The level of applied heat, that is the pressure, temperature, heating medium and duration of heating, may vary depending on the conditions under which processing or cooking of the ingredients, the filling of the packages and the sealing operation have been carried out. For canned goods, post-sealing retorting of the cans is commonly employed. This involves maintaining the entire sealed can at a temperature above a specified sterilizing temperature for a time sufficient to heat the can and every portion of its contents to the sterilizing temperature. Typically the processing or retort temperature is substantially above normal boiling temperature, and the process may be carried out at elevated pressure to prevent rupture or ballooning of the container. Similar sterilization processing is used for foil-sealed freezer products. Certain earlier stages of food processing also employ elevated pressure and temperature, where the pressure elevation serves the further advantage of preventing evaporative cooling or moisture loss during the heating involved in such cooking, sealing or packaging phases. By way of example, U.S. Pat. No. 5,422,130 illustrates a process wherein a packaging apparatus maintains an elevated pressure to minimize evaporation, and various load locks are used to provide a stepped cool-down and pressure reduction cycle for relieving packaging stresses.

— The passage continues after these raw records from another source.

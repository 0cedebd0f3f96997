//! Assembles the services from a [`WardenConfig`].

use std::sync::Arc;

use anyhow::{Context, Result, bail, ensure};
use tracing::{info, warn};
use warden_authorization::AuthorizationService;
use warden_cache::{Cache, TtlCache};
use warden_config::{ErsMode, WardenConfig};
use warden_entitlements::{
    AttributeStore, ClientCredentialsTokenSource, EntitlementsResolver, InMemoryAttributeStore,
    SubjectMappingEngine,
};
use warden_ers::{
    CachedIdentityProvider, ClaimsResolver, EntityResolver, IdentityProvider, IdpResolver,
    IdpResolverOptions, InferId, KeycloakClient, KeycloakConfig,
};
use warden_kas::KeyAccessServer;
use warden_trust::{
    BASIC_SYSTEM, BasicManager, DelegatingKeyService, IN_PROCESS_SYSTEM, InProcessProvider,
    KeyIndex, KeyManager, KeyManagerFactory, KeyManagerFactoryOptions, StoreKeyIndex,
    WrappedKeyStore,
};

use crate::keyring::load_keyring;

/// Everything a deployment serves, wired from one configuration.
///
/// ```text
/// WardenConfig
///   ├─ cache ──────────► TtlCache ─────────┬──────────────┐
///   ├─ ers/idp ────────► EntityResolver ◄──┤ (keycloak)   │
///   ├─ entitlements ───► EntitlementsResolver             │
///   │                        └─► AuthorizationService     │
///   └─ kas ────────────► DelegatingKeyService ◄───────────┘
///                            └─► KeyAccessServer
/// ```
pub struct Platform {
    cache: Option<Arc<dyn Cache>>,
    authorization: Arc<AuthorizationService>,
    keys: Arc<DelegatingKeyService>,
    kas: KeyAccessServer,
}

impl Platform {
    pub fn builder(config: &WardenConfig) -> PlatformBuilder<'_> {
        PlatformBuilder {
            config,
            attributes: None,
            wrapped_keys: None,
        }
    }

    /// Builds a platform with an empty attribute store and the configured
    /// keyring.
    pub async fn from_config(config: &WardenConfig) -> Result<Self> {
        Self::builder(config).build().await
    }

    pub fn cache(&self) -> Option<&Arc<dyn Cache>> {
        self.cache.as_ref()
    }

    pub fn ers(&self) -> &Arc<dyn EntityResolver> {
        self.authorization.ers()
    }

    pub fn authorization(&self) -> &Arc<AuthorizationService> {
        &self.authorization
    }

    pub fn keys(&self) -> &Arc<DelegatingKeyService> {
        &self.keys
    }

    pub fn kas(&self) -> &KeyAccessServer {
        &self.kas
    }

    /// Drops cached key managers and the private material they hold.
    pub async fn shutdown(&self) {
        self.keys.close().await;
        info!("platform shut down");
    }
}

/// Supplies the collaborators configuration cannot describe.
pub struct PlatformBuilder<'a> {
    config: &'a WardenConfig,
    attributes: Option<Arc<dyn AttributeStore>>,
    wrapped_keys: Option<Arc<dyn WrappedKeyStore>>,
}

impl PlatformBuilder<'_> {
    /// Source of attribute definitions and subject mappings.
    pub fn with_attribute_store(mut self, store: Arc<dyn AttributeStore>) -> Self {
        self.attributes = Some(store);
        self
    }

    /// Keys wrapped under `kas.root_key`. Replaces the in-process keyring as
    /// the key index, so `kas.keyring` must be empty.
    pub fn with_wrapped_key_store(mut self, store: Arc<dyn WrappedKeyStore>) -> Self {
        self.wrapped_keys = Some(store);
        self
    }

    pub async fn build(self) -> Result<Platform> {
        let config = self.config;
        config.validate()?;

        let cache = build_cache(config)?;
        let ers = build_ers(config, cache.as_ref())?;

        let attributes: Arc<dyn AttributeStore> = match self.attributes {
            Some(store) => store,
            None => {
                warn!("no attribute store supplied; every resource lookup will fail");
                Arc::new(InMemoryAttributeStore::new([])?)
            }
        };
        let mut entitlements =
            EntitlementsResolver::new(attributes, Arc::new(SubjectMappingEngine::new(ers.clone())));
        if config.entitlements.send_idp_token {
            let idp = keycloak_config(config);
            let tokens = ClientCredentialsTokenSource::new(
                idp.token_url(),
                idp.client_id.as_str(),
                idp.client_secret.as_str(),
            )?
            .with_buffer(idp.token_buffer);
            entitlements = entitlements.with_token_source(Arc::new(tokens));
        }
        let authorization = Arc::new(
            AuthorizationService::new(ers, entitlements)
                .with_comprehensive_hierarchy(config.entitlements.comprehensive_hierarchy),
        );

        let keys = Arc::new(build_key_service(config, cache.as_ref(), self.wrapped_keys).await?);
        let kas = KeyAccessServer::new(authorization.clone(), keys.clone());

        info!(
            ers = ?config.ers.mode,
            cache = cache.is_some(),
            default_manager = %config.kas.default_manager,
            "platform ready"
        );
        Ok(Platform {
            cache,
            authorization,
            keys,
            kas,
        })
    }
}

// ============================================================================
// Wiring
// ============================================================================

fn build_cache(config: &WardenConfig) -> Result<Option<Arc<dyn Cache>>> {
    if !config.cache.enabled {
        return Ok(None);
    }
    let cache: Arc<dyn Cache> = Arc::new(
        TtlCache::new(warden_cache::CacheConfig {
            max_cost: config.cache.max_cost.bytes(),
            default_ttl: config.cache.expiration(),
            shards: config.cache.shards,
        })
        .context("building cache")?,
    );
    Ok(Some(cache))
}

fn keycloak_config(config: &WardenConfig) -> KeycloakConfig {
    let idp = &config.idp;
    KeycloakConfig {
        url: idp.url.clone(),
        realm: idp.realm.clone(),
        client_id: idp.client_id.clone(),
        client_secret: idp.client_secret.clone(),
        legacy_keycloak: idp.legacy_keycloak,
        sub_groups: idp.sub_groups,
        infer_id: InferId {
            client_id: idp.infer_id.client_id,
            email: idp.infer_id.email,
            username: idp.infer_id.username,
        },
        token_buffer: idp.token_buffer(),
        request_timeout: idp.request_timeout(),
    }
}

fn build_ers(
    config: &WardenConfig,
    cache: Option<&Arc<dyn Cache>>,
) -> Result<Arc<dyn EntityResolver>> {
    match config.ers.mode {
        ErsMode::Claims => Ok(Arc::new(ClaimsResolver::new())),
        ErsMode::Keycloak => {
            let keycloak = keycloak_config(config);
            let options = IdpResolverOptions {
                infer_id: keycloak.infer_id,
                sub_groups: keycloak.sub_groups,
            };
            let mut idp: Arc<dyn IdentityProvider> = Arc::new(KeycloakClient::new(keycloak)?);
            if let Some(cache) = cache {
                idp = Arc::new(CachedIdentityProvider::new(idp, cache.clone()));
            }
            Ok(Arc::new(IdpResolver::new(idp).with_options(options)))
        }
    }
}

async fn build_key_service(
    config: &WardenConfig,
    cache: Option<&Arc<dyn Cache>>,
    wrapped_keys: Option<Arc<dyn WrappedKeyStore>>,
) -> Result<DelegatingKeyService> {
    let kas = &config.kas;
    let mut factories: Vec<(&str, KeyManagerFactory)> = Vec::new();

    let index: Arc<dyn KeyIndex> = if let Some(store) = wrapped_keys {
        ensure!(
            kas.keyring.is_empty(),
            "kas.keyring cannot be combined with a wrapped key store"
        );
        if kas.root_key.is_empty() {
            bail!("a wrapped key store needs kas.root_key");
        }
        // Fail on a bad root key now rather than on the first rewrap.
        BasicManager::new(&kas.root_key, store.clone()).context("kas.root_key")?;
        let root_key = kas.root_key.clone();
        let ttl = config.cache.expiration();
        let factory_store = store.clone();
        let factory: KeyManagerFactory = Arc::new(
            move |opts: &KeyManagerFactoryOptions| -> warden_trust::Result<Arc<dyn KeyManager>> {
                let mut manager = BasicManager::new(&root_key, factory_store.clone())?;
                if let Some(cache) = &opts.cache {
                    manager = manager.with_cache(cache.clone(), ttl);
                }
                Ok(Arc::new(manager))
            },
        );
        factories.push((BASIC_SYSTEM, factory));
        Arc::new(StoreKeyIndex::new(store))
    } else {
        if !kas.root_key.is_empty() {
            warn!("kas.root_key is set but no wrapped key store was supplied; ignoring it");
        }
        let provider = Arc::new(InProcessProvider::new(load_keyring(&kas.keyring)?)?);
        let manager = provider.clone();
        let factory: KeyManagerFactory = Arc::new(
            move |_opts: &KeyManagerFactoryOptions| -> warden_trust::Result<Arc<dyn KeyManager>> {
                Ok(manager.clone())
            },
        );
        factories.push((IN_PROCESS_SYSTEM, factory));
        provider
    };

    if !factories.iter().any(|(name, _)| *name == kas.default_manager) {
        bail!(
            "kas.default_manager '{}' is not available; expected one of: {}",
            kas.default_manager,
            factories
                .iter()
                .map(|(name, _)| *name)
                .collect::<Vec<_>>()
                .join(", ")
        );
    }

    let mut service = DelegatingKeyService::new(index);
    if let Some(cache) = cache {
        service = service.with_cache(cache.clone());
    }
    for (name, factory) in factories {
        service.register_factory(name, factory).await;
    }
    service.set_default_mode(kas.default_manager.as_str()).await;
    Ok(service)
}
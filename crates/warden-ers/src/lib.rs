//! # warden-ers: Entity resolution
//!
//! Turns bearer tokens into entity chains and entities into the structured
//! representations that subject mappings are evaluated against.
//!
//! ```text
//! Token ──► EntityResolver::create_entity_chain_from_jwt ──► EntityChain
//! Entity ─► EntityResolver::resolve_entities ──────────────► EntityRepresentation
//!
//!   ClaimsResolver   trusts the token's claims as-is
//!   IdpResolver      looks entities up through an IdentityProvider
//!                        └─ CachedIdentityProvider ─► KeycloakClient ─► ClientCredentials
//! ```

mod claims;
mod error;
mod idp;
mod idp_resolver;
pub mod jwt;
mod keycloak;
mod oauth;
mod resolver;
#[cfg(test)]
mod test_server;

pub use claims::{CLAIMS_ENTITY_ID, ClaimsResolver};
pub use error::{ErsError, Result};
pub use idp::{CachedIdentityProvider, IdentityProvider, IdpGroup, IdpRecord, UserQuery};
pub use idp_resolver::{IdpResolver, IdpResolverOptions};
pub use keycloak::{InferId, KeycloakClient, KeycloakConfig};
pub use oauth::{ClientCredentials, DEFAULT_TOKEN_BUFFER};
pub use resolver::{ENTITY_ID_PREFIX, EntityResolver};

Retorting is cheap and effective. This makes it especially suited to process lines wherein the earlier stages of cooking and assembling the product are carried out under non-aseptic conditions. Non-aseptic processing followed by packaging and retorting allows normal factory assembly lines with human operators to conveniently carry out tasks required for cooking, assembling and filling products such as packaged meals, where the assembly may involve steps such as trimming or arranging components of the meal in positions on a tray, and performing decorating steps or checking their quality before the package is sealed. However, in these cases where the food product is assembled from several components at cooler temperatures, the entire unit must be sterilized, and required sterilization time for the entire packaged product may be quite long. The quality of the various cooked, parboiled, simmered or otherwise fully or partially processed components of the product may deteriorate upon exposure to the high sterilization temperatures when these are maintained for such lengthy sterilization times. Indeed, the stringent conditions of retort sterilization alone may overcook a number of component ingredients. This is also a problem for the basic processing of food products involving large solids, which require lengthy heating to attain a sterilization temperature. Lengthy heating also limits the types and materials of packaging that may be used.
When cost is not a driving consideration, it is possible to address these concerns, for example, by providing a final filling line in a high pressure environment, in which the human operators enter a high pressure chamber where food product components may be maintained at a high temperature without undergoing evaporative cooling, and the operators may then perform all preparation and assembly tasks up to the filling and sealing steps while the ingredients are maintained above a threshold level at which resterilization does not become necessary. In this case, the packaged goods may require only a brief heated holding cycle, or a shorter time retort to achieve sterility, rather than reheating the entire contents of the packages.
However, such elaborate pressurized processing facilities can only be justified in the case of a few high-priced products such as luxury frozen meals. The vast majority of packaged foods involve more mundane products, such as stews containing heterogeneous size chunks of meat or potato, products involving pieces of one or more fruits or vegetables of differing but relatively large size, and other materials which either because of their size, or because they include a fragile or heat sensitive product component, render it difficult to arrange for cooking, filling and for sterilization regimes that do not degrade or interfere with one or more of the solids or other components such as sauces, vegetables or toppings that make up the packaged food product. Even for some simple single-ingredient or substantially homogeneous products, like canned peas, the basic retorting cycle may exceed the required cooking cycle, or may result in a product which is necessarily overcooked, or is mushy, or else requires compensatory use of under-ripe starting produce or addition of flavor-enhanced liquid fractions. A basic problem in the preparation of such products is that the cumulative heating involved in all stages of processing degrades the quality of one or more components of the product.
Accordingly, it would be desirable to provide an enhanced food packaging system that achieves sterilization without impairing food texture or taste.
It would further be desirable to provide a food packaging system capable of fast sterilization.
It would also be desirable to provide a packaging system in a process line that coordinates processing, filling, sealing and sterilization to produce sterile, storable packages of tasty food.